## HOW TO COMPLETE THIS TASK
When a line below holds the string "stage", show that line.

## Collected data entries
//! The two chef phases: `crawl` (discovery → resource tree file) and
//! `scrape` (resource tree file → packaged channel tree).
//!
//! The phases are decoupled on purpose: the intermediate file lets a long
//! scrape be re-run without re-hitting the search index.

use std::path::{Path, PathBuf};
use std::time::{Duration, Instant};

use tracing::{info, instrument, warn};
use url::Url;

use currichef_discovery::ResourceBrowser;
use currichef_extract::PageFetcher;
use currichef_media::{VideoInfoProvider, VideoLinkCollector};
use currichef_shared::{
    AppConfig, ChannelTree, ChefError, LicenseInfo, ResourceDescriptor, ResourceTree, Result,
};

use crate::assembler::{assemble, AssembleOptions};
use crate::composer::TreeComposer;
use crate::context::CrossRefContext;
use crate::sink::{TreeWriter, ZipArchive};

/// Directory under the data dir for stage output files.
const TREES_DIR: &str = "trees";
/// Crawl phase output.
const CRAWL_OUTPUT: &str = "web_resource_tree.json";
/// Scrape phase output.
const SCRAPE_OUTPUT: &str = "channel_tree.json";

const CHANNEL_TITLE: &str = "TeachEngineering";
const CHANNEL_TITLE_ES: &str = "TeachEngineering (español)";
const CHANNEL_DESCRIPTION: &str = "The TeachEngineering digital library is a collaborative \
project between faculty, students and teachers associated with five founding partner \
universities, with National Science Foundation funding. The collection continues to grow \
and evolve with new additions submitted from more than 50 additional contributor \
organizations, a cadre of volunteer teacher and engineer reviewers, and feedback from \
teachers who use the curricula in their classrooms.";
const DEFAULT_THUMBNAIL: &str =
    "https://www.teachengineering.org/images/logos/v-636511398960000000/TELogoNew.png";

// ---------------------------------------------------------------------------
// Progress
// ---------------------------------------------------------------------------

/// Phase and per-item reporting for long runs.
pub trait Progress: Send + Sync {
    fn phase(&self, name: &str);
    fn item(&self, current: usize, total: usize, title: &str);
    fn done(&self, summary: &RunSummary);
}

/// No-op reporter for headless and test usage.
pub struct SilentProgress;

impl Progress for SilentProgress {
    fn phase(&self, _name: &str) {}
    fn item(&self, _current: usize, _total: usize, _title: &str) {}
    fn done(&self, _summary: &RunSummary) {}
}

/// Outcome of a scrape run.
#[derive(Debug)]
pub struct RunSummary {
    pub resources: usize,
    pub assembled: usize,
    pub skipped: usize,
    pub tree_path: PathBuf,
    pub elapsed: Duration,
}

// ---------------------------------------------------------------------------
// Crawl phase
// ---------------------------------------------------------------------------

pub fn crawl_output_path(config: &AppConfig) -> PathBuf {
    Path::new(&config.scrape.data_dir)
        .join(TREES_DIR)
        .join(CRAWL_OUTPUT)
}

/// Enumerate every curriculum resource and persist the intermediate
/// resource tree.
#[instrument(skip_all)]
pub async fn crawl<W: TreeWriter>(
    config: &AppConfig,
    writer: &W,
    progress: &dyn Progress,
) -> Result<PathBuf> {
    progress.phase("Discovering resources");

    let base_url = parse_base_url(config)?;
    let browse_url = base_url
        .join("curriculum/browse")
        .map_err(|e| ChefError::config(format!("bad browse URL: {e}")))?;

    let browser = ResourceBrowser::new(browse_url.as_str(), &base_url, config.discovery.clone())?;
    let resources = browser.enumerate().await?;

    let mut tree = ResourceTree::new(CHANNEL_TITLE);
    tree.children = resources;

    let path = crawl_output_path(config);
    writer.write(&path, &tree)?;
    info!(resources = tree.children.len(), path = %path.display(), "crawl stage written");
    Ok(path)
}

// ---------------------------------------------------------------------------
// Scrape phase
// ---------------------------------------------------------------------------

/// Assemble every crawled resource and compose the channel tree.
///
/// Per-item failures are logged and skipped; the run continues. Only
/// configuration problems and an unreadable crawl file are fatal.
#[instrument(skip_all)]
pub async fn scrape<F, P, W>(
    config: &AppConfig,
    fetcher: &F,
    videos: &P,
    writer: &W,
    progress: &dyn Progress,
) -> Result<RunSummary>
where
    F: PageFetcher,
    P: VideoInfoProvider,
    W: TreeWriter,
{
    let start = Instant::now();
    let base_url = parse_base_url(config)?;
    let spanish = config.channel.language == "es";

    progress.phase("Reading crawl output");
    let crawl_path = crawl_output_path(config);
    let tree = read_resource_tree(&crawl_path)?;
    let descriptors = select_descriptors(tree.children, spanish);
    let total = descriptors.len();

    let data_dir = PathBuf::from(&config.scrape.data_dir);
    let assemble_opts = AssembleOptions {
        base_url: base_url.clone(),
        language: config.channel.language.clone(),
        data_dir: data_dir.clone(),
        download_videos: config.scrape.download_videos,
        record_embed_only: config.scrape.record_embed_only,
        include_video_channels: config.scrape.include_video_channels,
        max_video_height: config.scrape.max_video_height,
    };

    let collector = VideoLinkCollector::new(
        reqwest::Client::new(),
        config.scrape.include_video_channels,
    );
    let mut composer = TreeComposer::new(channel_root(config, spanish));
    let mut ctx = CrossRefContext::new();
    let mut assembled = 0usize;
    let mut skipped = 0usize;

    progress.phase("Assembling collections");
    for (i, descriptor) in descriptors.iter().enumerate() {
        progress.item(i + 1, total, &descriptor.title);

        let archive_path = data_dir.join("zips").join(format!("{}.zip", descriptor.id));
        let result = async {
            let mut archive = ZipArchive::create(&archive_path)?;
            assemble(
                fetcher,
                videos,
                &collector,
                &mut archive,
                &archive_path.display().to_string(),
                descriptor,
                &mut ctx,
                &assemble_opts,
            )
            .await
        }
        .await;

        match result {
            Ok(collection) => {
                composer.insert(
                    collection.node,
                    descriptor.collection,
                    &collection.subject_areas,
                    &ctx,
                );
                assembled += 1;
            }
            Err(e) => {
                warn!(url = %descriptor.url, error = %e, "skipping collection");
                // A failed assembly leaves a truncated archive behind.
                let _ = std::fs::remove_file(&archive_path);
                skipped += 1;
            }
        }

        if config.scrape.rate_limit_ms > 0 && i + 1 < total {
            tokio::time::sleep(Duration::from_millis(config.scrape.rate_limit_ms)).await;
        }
    }

    progress.phase("Composing channel tree");
    let channel = composer.resolve();

    let tree_path = data_dir.join(TREES_DIR).join(SCRAPE_OUTPUT);
    writer.write(&tree_path, &channel)?;

    let summary = RunSummary {
        resources: total,
        assembled,
        skipped,
        tree_path,
        elapsed: start.elapsed(),
    };
    progress.done(&summary);
    info!(
        resources = summary.resources,
        assembled = summary.assembled,
        skipped = summary.skipped,
        elapsed_ms = summary.elapsed.as_millis(),
        "scrape stage complete"
    );
    Ok(summary)
}

fn parse_base_url(config: &AppConfig) -> Result<Url> {
    Url::parse(&config.channel.base_url)
        .map_err(|e| ChefError::config(format!("bad base URL {}: {e}", config.channel.base_url)))
}

fn read_resource_tree(path: &Path) -> Result<ResourceTree> {
    let content = std::fs::read_to_string(path).map_err(|e| ChefError::io(path, e))?;
    let tree: ResourceTree = serde_json::from_str(&content)
        .map_err(|e| ChefError::validation(format!("bad crawl file {}: {e}", path.display())))?;
    tree.validate()?;
    Ok(tree)
}

/// English mode takes every descriptor as-is. Spanish mode keeps only
/// resources with a Spanish variant and retargets them at it.
fn select_descriptors(
    descriptors: Vec<ResourceDescriptor>,
    spanish: bool,
) -> Vec<ResourceDescriptor> {
    if !spanish {
        return descriptors;
    }
    descriptors
        .into_iter()
        .filter_map(|mut d| {
            let spanish_url = d.spanish_url.take()?;
            d.url = spanish_url;
            Some(d)
        })
        .collect()
}

fn channel_root(config: &AppConfig, spanish: bool) -> ChannelTree {
    ChannelTree {
        source_domain: config.channel.hostname.clone(),
        source_id: if spanish {
            "teachengineering-es".into()
        } else {
            "teachengineering".into()
        },
        title: if spanish { CHANNEL_TITLE_ES } else { CHANNEL_TITLE }.into(),
        description: CHANNEL_DESCRIPTION.into(),
        thumbnail: Some(
            config
                .channel
                .thumbnail
                .clone()
                .unwrap_or_else(|| DEFAULT_THUMBNAIL.into()),
        ),
        language: config.channel.language.clone(),
        license: Some(LicenseInfo::cc_by(CHANNEL_TITLE)),
        children: Vec::new(),
    }
}

#[cfg(test)]
mod tests {
    use super::*;
    use crate::sink::JsonTreeWriter;
    use currichef_media::VideoInfo;
    use currichef_shared::CollectionType;

    const PAGE: &str = r##"<html>
    <head><meta property="og:description" content="desc"></head>
    <body>
        <div id="CurriculumNav"><ul><li>Summary</li></ul></div>
        <div class="quick-look"><h3>Quick Look</h3>
            <a class="subject-area" href="#">Science</a>
        </div>
        <div class="curriculum-header"><h1>T</h1></div>
        <section id="summary"><h3>Summary</h3><p>body</p></section>
        <section><h3>Copyright</h3><p>© Holder</p></section>
    </body></html>"##;

    struct StubFetcher;

    impl PageFetcher for StubFetcher {
        async fn fetch(&self, url: &str) -> Result<String> {
            if url.contains("broken") {
                return Err(ChefError::Http {
                    url: url.to_string(),
                    status: 404,
                });
            }
            Ok(PAGE.to_string())
        }

        async fn fetch_bytes(&self, _url: &str) -> Result<Vec<u8>> {
            Ok(Vec::new())
        }
    }

    struct NoVideos;

    impl VideoInfoProvider for NoVideos {
        async fn probe(&self, _url: &str) -> Result<VideoInfo> {
            Err(ChefError::parse("none"))
        }

        async fn download(&self, _u: &str, _d: &Path, _h: u32) -> Result<()> {
            unreachable!()
        }
    }

    fn descriptor(id: &str, collection: CollectionType) -> ResourceDescriptor {
        ResourceDescriptor {
            id: id.into(),
            url: format!(
                "https://www.teachengineering.org/{}/view/{id}",
                collection.url_segment()
            ),
            spanish_url: None,
            spanish_version_id: None,
            collection,
            title: id.into(),
            summary: String::new(),
            grade_target: None,
            grade_range: None,
        }
    }

    fn test_config(data_dir: &Path) -> AppConfig {
        let mut config = AppConfig::default();
        config.scrape.data_dir = data_dir.display().to_string();
        config.scrape.rate_limit_ms = 0;
        config
    }

    fn write_crawl_file(config: &AppConfig, descriptors: Vec<ResourceDescriptor>) {
        let mut tree = ResourceTree::new(CHANNEL_TITLE);
        tree.children = descriptors;
        JsonTreeWriter
            .write(&crawl_output_path(config), &tree)
            .unwrap();
    }

    #[tokio::test]
    async fn scrape_assembles_composes_and_writes_tree() {
        let dir = std::env::temp_dir().join(format!("currichef-pipe-{}", std::process::id()));
        let config = test_config(&dir);
        write_crawl_file(
            &config,
            vec![
                descriptor("les_one", CollectionType::Lesson),
                descriptor("act_broken", CollectionType::Activity),
            ],
        );

        let summary = scrape(&config, &StubFetcher, &NoVideos, &JsonTreeWriter, &SilentProgress)
            .await
            .unwrap();

        assert_eq!(summary.resources, 2);
        assert_eq!(summary.assembled, 1);
        assert_eq!(summary.skipped, 1);

        let written = std::fs::read_to_string(&summary.tree_path).unwrap();
        let channel: ChannelTree = serde_json::from_str(&written).unwrap();
        assert_eq!(channel.title, CHANNEL_TITLE);
        assert_eq!(channel.children.len(), 1);
        assert_eq!(channel.children[0].source_id, "Science");

        // The skipped resource must not leave a truncated archive behind.
        assert!(dir.join("zips").join("les_one.zip").exists());
        assert!(!dir.join("zips").join("act_broken.zip").exists());

        let _ = std::fs::remove_dir_all(&dir);
    }

    #[tokio::test]
    async fn scrape_rejects_foreign_crawl_file() {
        let dir = std::env::temp_dir().join(format!("currichef-pipe-bad-{}", std::process::id()));
        let config = test_config(&dir);
        JsonTreeWriter
            .write(
                &crawl_output_path(&config),
                &serde_json::json!({"kind": "SomethingElse", "title": "x", "children": []}),
            )
            .unwrap();

        let err = scrape(&config, &StubFetcher, &NoVideos, &JsonTreeWriter, &SilentProgress)
            .await
            .unwrap_err();
        assert!(err.to_string().contains("unexpected resource tree kind"));

        let _ = std::fs::remove_dir_all(&dir);
    }

    #[test]
    fn spanish_mode_filters_and_retargets() {
        let mut with_spanish = descriptor("les_one", CollectionType::Lesson);
        with_spanish.spanish_version_id = Some("les_one_es".into());
        with_spanish.spanish_url =
            Some("https://www.teachengineering.org/lessons/view/les_one_es".into());
        let without = descriptor("act_two", CollectionType::Activity);

        let selected = select_descriptors(vec![with_spanish, without], true);
        assert_eq!(selected.len(), 1);
        assert!(selected[0].url.ends_with("les_one_es"));
    }

    #[test]
    fn english_mode_keeps_everything() {
        let descriptors = vec![
            descriptor("les_one", CollectionType::Lesson),
            descriptor("act_two", CollectionType::Activity),
        ];
        assert_eq!(select_descriptors(descriptors, false).len(), 2);
    }
}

## EXPECTED OUTPUT
/// Directory under the data dir for stage output files.
    info!(resources = tree.children.len(), path = %path.display(), "crawl stage written");
        "scrape stage complete"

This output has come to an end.